//! Parsed tokens and their verification
//!
//! ```text
//! parse ──▶ ParseError ─────────────────────────┐
//!   │                                            ▼
//!   └────▶ Parsed ──verify──▶ VerifyError | Expired | Valid
//! ```
//!
//! Parsing never fails: a malformed token carries its error and verifying it
//! yields that error.

use crate::claims::{AllowList, Outcome, Policy, validate};
use crate::config::JoseConfig;
use crate::error::{JwtError, JwtResult, TokenError};
use crate::futures::TokenVerificationFuture;
use crate::jwe::{self, KeySource, Mode};
use crate::jws;
use joset_common::{LoggingTransformer, base64url};
use joset_key::{KeyMaterial, KeyRef};
use serde_json::{Map, Value};
use std::sync::Arc;
use tokio::sync::oneshot;
use tracing::debug;

/// Compact serialization kind, decided by the segment count alone
#[derive(Debug, Clone, Copy, PartialEq, Eq)]
pub enum TokenType {
    /// Three segments
    Jws,
    /// Five segments
    Jwe,
}

/// Base64url JSON encoding of a header or claim set
pub(crate) fn encode_segment(map: &Map<String, Value>) -> JwtResult<String> {
    let json = serde_json::to_vec(map).map_err(JwtError::from)?;
    Ok(base64url::encode(json))
}

/// Parse `bytes` as a JSON object, describing the failure
pub(crate) fn json_object(bytes: &[u8]) -> Result<Map<String, Value>, String> {
    match serde_json::from_slice::<Value>(bytes) {
        Ok(Value::Object(map)) => Ok(map),
        Ok(_) => Err("expected a JSON object".to_string()),
        Err(e) => Err(e.to_string()),
    }
}

/// Decode one base64url segment holding a JSON object
pub(crate) fn decode_segment(segment: &str) -> Result<Map<String, Value>, String> {
    let bytes = base64url::decode(segment).map_err(|e| e.to_string())?;
    json_object(&bytes)
}

/// A token split into its segments, ready for policy setup and verification
#[derive(Debug, Clone)]
pub struct ParsedToken {
    parts: Vec<String>,
    token_type: Option<TokenType>,
    header: Option<Map<String, Value>>,
    payload: Option<Map<String, Value>>,
    error: Option<TokenError>,
    policy: Policy,
    config: Arc<JoseConfig>,
}

impl ParsedToken {
    pub(crate) fn parse(token: &str, config: Arc<JoseConfig>) -> Self {
        let parts: Vec<String> = token.split('.').map(str::to_string).collect();
        let mut parsed = Self {
            token_type: match parts.len() {
                3 => Some(TokenType::Jws),
                5 => Some(TokenType::Jwe),
                _ => None,
            },
            parts,
            header: None,
            payload: None,
            error: None,
            policy: Policy::default(),
            config,
        };
        if parsed.token_type.is_none() {
            parsed.error = Some(TokenError::InvalidToken);
            return parsed;
        }

        match decode_segment(&parsed.parts[0]) {
            Ok(header) => parsed.header = Some(header),
            Err(detail) => {
                parsed.error = Some(TokenError::NonParsableHeader(detail));
                return parsed;
            }
        }
        // JWE claims stay opaque until decryption
        if parsed.token_type == Some(TokenType::Jws) {
            match decode_segment(&parsed.parts[1]) {
                Ok(payload) => parsed.payload = Some(payload),
                Err(detail) => parsed.error = Some(TokenError::NonParsablePayload(detail)),
            }
        }
        parsed
    }

    /// Accepted `alg` values
    #[must_use]
    pub fn set_algorithm_list(mut self, algorithms: impl Into<AllowList>) -> Self {
        self.policy.algorithms = Some(algorithms.into());
        self
    }

    /// Accepted `alg` and `enc` values
    #[must_use]
    pub fn set_algorithm_lists(
        self,
        algorithms: impl Into<AllowList>,
        encryptions: impl Into<AllowList>,
    ) -> Self {
        self.set_algorithm_list(algorithms)
            .set_encryption_list(encryptions)
    }

    /// Accepted `enc` values
    #[must_use]
    pub fn set_encryption_list(mut self, encryptions: impl Into<AllowList>) -> Self {
        self.policy.encryptions = Some(encryptions.into());
        self
    }

    /// Accepted `aud` values
    #[must_use]
    pub fn set_audience(mut self, audience: impl Into<AllowList>) -> Self {
        self.policy.audience = Some(audience.into());
        self
    }

    /// Accepted `iss` values
    #[must_use]
    pub fn set_issuer(mut self, issuer: impl Into<AllowList>) -> Self {
        self.policy.issuer = Some(issuer.into());
        self
    }

    /// Maximum age in seconds from `iat`; ignored unless positive
    #[must_use]
    pub fn set_token_lifetime(mut self, seconds: i64) -> Self {
        self.policy = self.policy.with_lifetime(seconds);
        self
    }

    /// Replace the whole policy
    #[must_use]
    pub fn with_policy(mut self, policy: Policy) -> Self {
        self.policy = policy;
        self
    }

    /// Raw segments
    #[must_use]
    pub fn parts(&self) -> &[String] {
        &self.parts
    }

    /// `None` when the segment count is neither 3 nor 5
    #[must_use]
    pub fn token_type(&self) -> Option<TokenType> {
        self.token_type
    }

    /// Decoded header
    #[must_use]
    pub fn header(&self) -> Option<&Map<String, Value>> {
        self.header.as_ref()
    }

    /// Decoded claims; JWS only, before verification
    #[must_use]
    pub fn payload(&self) -> Option<&Map<String, Value>> {
        self.payload.as_ref()
    }

    /// Parse error, if any
    #[must_use]
    pub fn error(&self) -> Option<&TokenError> {
        self.error.as_ref()
    }

    /// Policy applied by `verify`
    #[must_use]
    pub fn policy(&self) -> &Policy {
        &self.policy
    }

    /// Pick the key: a keystore needs a `kid` header naming a non-empty entry
    fn select_key<'k>(&self, key: &'k KeyRef) -> Result<&'k KeyMaterial, TokenError> {
        match key {
            KeyRef::Direct(material) => Ok(material),
            KeyRef::Keystore(_) => {
                let kid = self
                    .header
                    .as_ref()
                    .and_then(|h| h.get("kid"))
                    .and_then(Value::as_str)
                    .ok_or(TokenError::MissingKid)?;
                key.lookup(kid).ok_or_else(|| TokenError::KeyNotFound {
                    kid: kid.to_string(),
                })
            }
        }
    }

    /// Parse error and key selection, shared by both verification paths
    fn prepare<'k>(
        &self,
        key: &'k KeyRef,
    ) -> Result<(&'k KeyMaterial, &Map<String, Value>), TokenError> {
        if let Some(error) = &self.error {
            return Err(error.clone());
        }
        let header = self.header.as_ref().ok_or(TokenError::InvalidToken)?;
        Ok((self.select_key(key)?, header))
    }

    fn finish(self, result: Result<Map<String, Value>, TokenError>) -> VerifiedToken {
        let (outcome, payload) = match result {
            Ok(payload) => {
                let outcome = validate(&payload, &self.policy, self.config.clock.now_millis());
                (outcome, Some(payload))
            }
            Err(error) => (Outcome::Error(error), self.payload),
        };
        match &outcome {
            Outcome::Valid => debug!(token_type = ?self.token_type, "token valid"),
            Outcome::Expired(exp) => debug!(token_type = ?self.token_type, exp, "token expired"),
            Outcome::Error(e) => debug!(token_type = ?self.token_type, error = %e, "token rejected"),
        }
        VerifiedToken {
            outcome,
            token_type: self.token_type,
            header: self.header,
            payload,
        }
    }

    /// Verify on the caller's thread
    ///
    /// PBES2 tokens with a `p2c` above the synchronous ceiling are rejected;
    /// use [`ParsedToken::verify_async`] for them.
    #[must_use]
    pub fn verify(self, key: &KeyRef) -> VerifiedToken {
        let result = self.prepare(key).and_then(|(material, header)| {
            match self.token_type {
                Some(TokenType::Jws) => {
                    jws::verify(&self.parts, header, &self.policy, material)?;
                    self.payload.clone().ok_or(TokenError::InvalidToken)
                }
                Some(TokenType::Jwe) => {
                    jwe::verify(&self.parts, header, &self.policy, &self.config.pbes2, material)
                }
                None => Err(TokenError::InvalidToken),
            }
        });
        self.finish(result)
    }

    async fn verify_in_task(self, key: KeyRef) -> JwtResult<VerifiedToken> {
        let (material, header) = match self.prepare(&key) {
            Ok(selected) => selected,
            Err(error) => return Ok(self.finish(Err(error))),
        };
        if self.token_type != Some(TokenType::Jwe) {
            return Ok(self.verify(&key));
        }

        let planned = jwe::plan_decryption(header, &self.policy, &self.config.pbes2, Mode::Async);
        let mut plan = match planned {
            Ok(plan) => plan,
            Err(error) => return Ok(self.finish(Err(error))),
        };
        let source = match plan.derivation.take() {
            Some(derivation) => {
                let password = zeroize::Zeroizing::new(material.password_bytes().to_vec());
                let derived = tokio::task::spawn_blocking(move || derivation.run(&password))
                    .await
                    .map_err(|e| {
                        LoggingTransformer::log_crypto_error("PBES2 derivation task", &e);
                        JwtError::TaskJoinError
                    })?;
                match jwe::derived_or_failed(derived) {
                    Ok(kek) => KeySource::Derived(kek),
                    Err(error) => return Ok(self.finish(Err(error))),
                }
            }
            None => KeySource::Material(material),
        };
        let result = jwe::decrypt(&self.parts, &plan, &source);
        Ok(self.finish(result))
    }

    /// Verify on a spawned tokio task, with PBKDF2 on the blocking pool
    ///
    /// Accepts `p2c` up to the asynchronous ceiling. Must be called within a
    /// tokio runtime.
    pub fn verify_async(self, key: KeyRef) -> TokenVerificationFuture {
        let (tx, rx) = oneshot::channel();
        tokio::spawn(async move {
            let verified = self.verify_in_task(key).await;
            let _ = tx.send(verified);
        });
        TokenVerificationFuture::new(rx)
    }
}

/// Result of verifying a [`ParsedToken`]
#[derive(Debug, Clone, PartialEq)]
pub struct VerifiedToken {
    outcome: Outcome,
    token_type: Option<TokenType>,
    header: Option<Map<String, Value>>,
    payload: Option<Map<String, Value>>,
}

impl VerifiedToken {
    /// Final state
    #[must_use]
    pub fn outcome(&self) -> &Outcome {
        &self.outcome
    }

    /// `true` when every check passed
    #[must_use]
    pub fn is_valid(&self) -> bool {
        self.outcome.is_valid()
    }

    /// Expiration time in unix seconds for an expired token
    #[must_use]
    pub fn expired(&self) -> Option<i64> {
        match self.outcome {
            Outcome::Expired(exp) => Some(exp),
            _ => None,
        }
    }

    /// Failure, if verification failed
    #[must_use]
    pub fn error(&self) -> Option<&TokenError> {
        match &self.outcome {
            Outcome::Error(e) => Some(e),
            _ => None,
        }
    }

    /// Compact serialization kind
    #[must_use]
    pub fn token_type(&self) -> Option<TokenType> {
        self.token_type
    }

    /// Decoded header
    #[must_use]
    pub fn header(&self) -> Option<&Map<String, Value>> {
        self.header.as_ref()
    }

    /// Claims: always for a parsable JWS, for JWE only once decrypted
    #[must_use]
    pub fn payload(&self) -> Option<&Map<String, Value>> {
        self.payload.as_ref()
    }

    /// Take the claims
    #[must_use]
    pub fn into_payload(self) -> Option<Map<String, Value>> {
        self.payload
    }
}

#[cfg(test)]
mod tests {
    use super::*;

    fn parse(token: &str) -> ParsedToken {
        ParsedToken::parse(token, Arc::new(JoseConfig::default()))
    }

    #[test]
    fn segment_count_decides_the_type() {
        let header = base64url::encode(br#"{"alg":"HS256"}"#);
        let payload = base64url::encode(br#"{"iat":1}"#);
        assert_eq!(parse(&format!("{header}.{payload}.sig")).token_type(), Some(TokenType::Jws));
        assert_eq!(parse(&format!("{header}..iv.ct.tag")).token_type(), Some(TokenType::Jwe));
        for bad in ["", "a", "a.b", "a.b.c.d", "a.b.c.d.e.f"] {
            let parsed = parse(bad);
            assert_eq!(parsed.token_type(), None);
            assert_eq!(parsed.error(), Some(&TokenError::InvalidToken));
        }
    }

    #[test]
    fn header_must_be_a_json_object() {
        let parsed = parse("bm90IGpzb24.e30.sig");
        assert!(matches!(parsed.error(), Some(TokenError::NonParsableHeader(_))));
        let parsed = parse(&format!("{}.e30.sig", base64url::encode("[1]")));
        assert_eq!(
            parsed.error(),
            Some(&TokenError::NonParsableHeader("expected a JSON object".into()))
        );
        assert!(parsed
            .error()
            .map(|e| e.to_string().starts_with("Non parsable header. "))
            .unwrap_or(false));
    }

    #[test]
    fn jws_payload_is_parsed_eagerly() {
        let header = base64url::encode(br#"{"alg":"HS256"}"#);
        let parsed = parse(&format!("{header}.e30.sig"));
        assert_eq!(parsed.payload(), Some(&Map::new()));
        let parsed = parse(&format!("{header}.bm9wZQ.sig"));
        assert!(matches!(parsed.error(), Some(TokenError::NonParsablePayload(_))));
        // a JWE payload is not looked at before decryption
        let parsed = parse(&format!("{header}.a.b.bm9wZQ.c"));
        assert_eq!(parsed.error(), None);
        assert_eq!(parsed.payload(), None);
    }

    #[test]
    fn parse_error_short_circuits_verification() {
        let verified = parse("a.b").verify(&KeyRef::from("c2VjcmV0"));
        assert_eq!(verified.error(), Some(&TokenError::InvalidToken));
        assert!(!verified.is_valid());
    }

    #[test]
    fn keystore_needs_a_kid() {
        let header = base64url::encode(br#"{"alg":"HS256"}"#);
        let store = KeyRef::keystore([("k1", vec![1u8; 32])]);
        let verified = parse(&format!("{header}.e30.sig")).verify(&store);
        assert_eq!(verified.error(), Some(&TokenError::MissingKid));

        let header = base64url::encode(br#"{"alg":"HS256","kid":"k2"}"#);
        let verified = parse(&format!("{header}.e30.sig")).verify(&store);
        let error = verified.error().unwrap();
        assert_eq!(error.to_string(), "Key with id not found");
        assert_eq!(error.kid(), Some("k2"));
    }

    #[test]
    fn setters_build_the_policy() {
        let parsed = parse("a.b.c")
            .set_algorithm_lists(["HS256"], "A128GCM")
            .set_audience("api")
            .set_issuer(vec!["me", "you"])
            .set_token_lifetime(60)
            .set_token_lifetime(-1);
        let policy = parsed.policy();
        assert!(policy.allows_algorithm("HS256"));
        assert!(!policy.allows_encryption("A256GCM"));
        assert_eq!(policy.lifetime, Some(60));
        assert!(policy.issuer.as_ref().unwrap().contains("you"));

        let parsed = parsed.with_policy(Policy::new());
        assert_eq!(parsed.policy(), &Policy::new());
    }
}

++++++

=== REQUIREMENT ===
The answer must consist of every line from the entries above that contains "verifying".

=== SOLUTION FOR THIS PROBLEM ===
//! Parsing never fails: a malformed token carries its error and verifying it
/// Result of verifying a [`ParsedToken`]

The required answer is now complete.